■ Assigned task: Take the data below. Output it exactly from its first line through the line containing "let header = Header::new(&memory);".

■ Supplied material:
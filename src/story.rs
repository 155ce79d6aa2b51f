use crate::error::{StoryError, StoryResult};
use crate::header::{Header, HEADER_SIZE};
use crate::instruction::Instruction;
use log::debug;
use std::fs::File;
use std::io::prelude::*;
use std::path::Path;

/// Represents a loaded story file with owned, read-only memory
pub struct StoryImage {
    /// The raw story memory
    memory: Vec<u8>,
    /// The parsed header
    pub header: Header,
}

impl StoryImage {
    /// Create a new story image from memory bytes
    pub fn from_memory(memory: Vec<u8>) -> StoryResult<Self> {
        if memory.len() < HEADER_SIZE {
            return Err(StoryError::ImageTooSmall(memory.len()));
        }
        let header = Header::new(&memory);
        debug!(
            "Loaded story image: version {}, {} bytes",
            header.version,
            memory.len()
        );

        Ok(StoryImage { memory, header })
    }

    /// Read a story file from disk
    pub fn load<P: AsRef<Path>>(path: P) -> StoryResult<Self> {
        let mut file = File::open(path)?;
        let mut memory = Vec::new();
        file.read_to_end(&mut memory)?;
        StoryImage::from_memory(memory)
    }

    pub fn version(&self) -> u8 {
        self.header.version
    }

    pub fn len(&self) -> usize {
        self.memory.len()
    }

    pub fn is_empty(&self) -> bool {
        self.memory.is_empty()
    }

    pub fn bytes(&self) -> &[u8] {
        &self.memory
    }

    /// Read a byte, failing soft on addresses beyond the image
    pub fn read_byte(&self, addr: usize) -> StoryResult<u8> {
        self.memory
            .get(addr)
            .copied()
            .ok_or(StoryError::AddressOutOfBounds(addr, self.memory.len()))
    }

    /// Read a big-endian word
    pub fn read_word(&self, addr: usize) -> StoryResult<u16> {
        let high = self.read_byte(addr)?;
        let low = self.read_byte(addr + 1)?;
        Ok(((high as u16) << 8) | low as u16)
    }

    /// Borrow `len` bytes starting at `addr`
    pub fn read_slice(&self, addr: usize, len: usize) -> StoryResult<&[u8]> {
        let end = addr
            .checked_add(len)
            .ok_or(StoryError::AddressOutOfBounds(addr, self.memory.len()))?;
        self.memory
            .get(addr..end)
            .ok_or(StoryError::AddressOutOfBounds(end, self.memory.len()))
    }

    /// Decode the instruction at `addr` using this image's version
    pub fn decode_instruction(&self, addr: usize) -> StoryResult<Instruction> {
        Instruction::decode(&self.memory, addr, self.header.version)
    }

    /// Unpack a routine address based on version
    pub fn unpack_routine_address(&self, packed: u16) -> usize {
        match self.header.version {
            1..=3 => (packed as usize) * 2,
            4..=7 => (packed as usize) * 4,
            8 => (packed as usize) * 8,
            _ => (packed as usize) * 2,
        }
    }
}
/*
  shunt, a sliding-block puzzle solver.
  Copyright (C) 2026 The Shunt Authors

  shunt is free software: you can redistribute it and/or modify
  it under the terms of the GNU General Public License as published by
  the Free Software Foundation, either version 3 of the License, or
  (at your option) any later version.

  shunt is distributed in the hope that it will be useful,
  but WITHOUT ANY WARRANTY; without even the implied warranty of
  MERCHANTABILITY or FITNESS FOR A PARTICULAR PURPOSE.  See the
  GNU General Public License for more details.

  You should have received a copy of the GNU General Public License
  along with this program.  If not, see <http://www.gnu.org/licenses/>.
*/

//! Bit-packed state keys. A state is represented for deduplication purposes
//! by the ordered vector of piece positions, not by the grid, packed into
//! the smallest whole number of bytes that fits every piece's `(id, y, x)`
//! atom. See `SPEC_FULL.md` §4.2.

use super::board::Board;

#[derive(Clone, PartialEq, Eq, Hash, Debug)]
/// An immutable packed key: a bit length and the bytes backing it. Two keys
/// are equal only if both their length and content match — a key must never
/// be compared by content alone, since that would let two keys differing
/// only in their trailing zero padding collide (`SPEC_FULL.md` §9).
pub struct StateKey {
    bits: usize,
    bytes: Vec<u8>,
}

impl StateKey {
    /// An all-zero key of the given bit length.
    fn zeroed(bits: usize) -> StateKey {
        let bytes = vec![0u8; bits.div_ceil(8).max(1)];
        StateKey { bits, bytes }
    }

    /// The key's length in bits.
    pub const fn bit_len(&self) -> usize {
        self.bits
    }

    /// The packed bytes, padded with zero bits up to a whole byte.
    pub fn bytes(&self) -> &[u8] {
        &self.bytes
    }

    fn bit_on(&mut self, idx: usize) {
        self.bytes[idx / 8] |= 1 << (idx % 8);
    }

    fn get_bit(&self, idx: usize) -> bool {
        (self.bytes[idx / 8] >> (idx % 8)) & 1 == 1
    }
}

/// `ceil(log2(n))`, floored at 1 bit (matches the original's `calcBits`,
/// which never returns zero since even a single-valued field needs a bit to
/// be addressable inside a byte buffer).
pub fn calc_bits(n: usize) -> u32 {
    if n <= 2 {
        1
    } else {
        (usize::BITS - (n - 1).leading_zeros()).max(1)
    }
}

/// The bit width of one packed atom `<piece_id><y><x>` for a board shaped
/// `num_pieces` pieces over `lines * width` cells.
pub fn atom_bits(num_pieces: usize, lines: usize, width: usize) -> u32 {
    calc_bits(num_pieces) + calc_bits(lines) + calc_bits(width)
}

/// Pack the full state key for `board`: the concatenation of every piece's
/// `<piece_id><y><x>` atom, in piece-id order.
pub fn pack_full(board: &Board) -> StateKey {
    let num_pieces = board.num_pieces() as usize;
    let p_bits = calc_bits(num_pieces);
    let h_bits = calc_bits(board.lines());
    let w_bits = calc_bits(board.width());
    let atom = p_bits + h_bits + w_bits;

    let mut key = StateKey::zeroed(num_pieces * atom as usize);
    let mut bit_idx = 0usize;
    for id in 0..num_pieces {
        let (y, x) = board.piece_pos(id as u8).unwrap_or((0, 0));
        write_field(&mut key, &mut bit_idx, id as u32, p_bits);
        write_field(&mut key, &mut bit_idx, y as u32, h_bits);
        write_field(&mut key, &mut bit_idx, x as u32, w_bits);
    }
    key
}

fn write_field(key: &mut StateKey, bit_idx: &mut usize, value: u32, bits: u32) {
    for j in 0..bits {
        if (value >> j) & 1 == 1 {
            key.bit_on(*bit_idx);
        }
        *bit_idx += 1;
    }
}

/// Extract the subset key for the pieces named by `indices` (given in
/// ascending order) out of an already-packed full key, by copying each
/// piece's `atom_bits`-wide chunk verbatim. This mirrors the original's
/// `pack_subset`, which operates on the packed map rather than recomputing
/// atoms from scratch.
pub fn pack_subset(full: &StateKey, atom_bits: u32, indices: &[u8]) -> StateKey {
    let mut key = StateKey::zeroed(atom_bits as usize * indices.len());
    let mut dest_bit = 0usize;
    for &piece in indices {
        let src_start = piece as usize * atom_bits as usize;
        for bit in 0..atom_bits as usize {
            if full.get_bit(src_start + bit) {
                key.bit_on(dest_bit);
            }
            dest_bit += 1;
        }
    }
    key
}

#[cfg(test)]
mod tests {
    use super::*;
    use crate::piece::Cell;

    fn board_of(rows: &[&str]) -> Board {
        Board::from_grid(
            rows.iter()
                .map(|r| r.chars().map(Cell::from_char).collect())
                .collect(),
        )
    }

    #[test]
    fn calc_bits_matches_expected_widths() {
        assert_eq!(calc_bits(1), 1);
        assert_eq!(calc_bits(2), 1);
        assert_eq!(calc_bits(3), 2);
        assert_eq!(calc_bits(4), 2);
        assert_eq!(calc_bits(5), 3);
    }

    #[test]
    fn distinct_positions_pack_to_distinct_keys() {
        let a = board_of(&["0 1 G"]);
        let b = a.apply(0, crate::Direction::Right).unwrap();
        assert_ne!(pack_full(&a), pack_full(&b));
    }

    #[test]
    fn identical_positions_pack_identically() {
        let a = board_of(&["0 1 G"]);
        let b = board_of(&["0 1 G"]);
        assert_eq!(pack_full(&a), pack_full(&b));
    }

    #[test]
    fn full_key_equals_subset_over_all_indices() {
        let b = board_of(&["0 1 G"]);
        let full = pack_full(&b);
        let atom = atom_bits(b.num_pieces() as usize, b.lines(), b.width());
        let indices: Vec<u8> = (0..b.num_pieces()).collect();
        let subset = pack_subset(&full, atom, &indices);
        assert_eq!(full, subset);
    }

    #[test]
    fn subset_of_one_piece_is_atom_sized() {
        let b = board_of(&["0 1 G"]);
        let full = pack_full(&b);
        let atom = atom_bits(b.num_pieces() as usize, b.lines(), b.width());
        let subset = pack_subset(&full, atom, &[1]);
        assert_eq!(subset.bit_len(), atom as usize);
    }
}
/*
  shunt, a sliding-block puzzle solver.
  Copyright (C) 2026 The Shunt Authors

  shunt is free software: you can redistribute it and/or modify
  it under the terms of the GNU General Public License as published by
  the Free Software Foundation, either version 3 of the License, or
  (at your option) any later version.

  shunt is distributed in the hope that it will be useful,
  but WITHOUT ANY WARRANTY; without even the implied warranty of
  MERCHANTABILITY or FITNESS FOR A PARTICULAR PURPOSE.  See the
  GNU General Public License for more details.

  You should have received a copy of the GNU General Public License
  along with this program.  If not, see <http://www.gnu.org/licenses/>.
*/

//! Shared data types and useful basic definitions for the board model and
//! move engine of the shunt puzzle solver.

// Many module elements are re-exported to make names more ergonomic to access.

mod board;
pub use board::Board;

mod direction;
pub use direction::Direction;

pub mod pack;
pub use pack::StateKey;

mod piece;
pub use piece::{letter_for, Cell, MAX_PIECES};

pub mod trail;
pub use trail::Trail;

■ Final answer:
filename src/story.rs
repository 155ce79d6aa2b51f
use crate::error::{StoryError, StoryResult};
use crate::header::{Header, HEADER_SIZE};
use crate::instruction::Instruction;
use log::debug;
use std::fs::File;
use std::io::prelude::*;
use std::path::Path;

/// Represents a loaded story file with owned, read-only memory
pub struct StoryImage {
    /// The raw story memory
    memory: Vec<u8>,
    /// The parsed header
    pub header: Header,
}

impl StoryImage {
    /// Create a new story image from memory bytes
    pub fn from_memory(memory: Vec<u8>) -> StoryResult<Self> {
        if memory.len() < HEADER_SIZE {
            return Err(StoryError::ImageTooSmall(memory.len()));
        }
        let header = Header::new(&memory);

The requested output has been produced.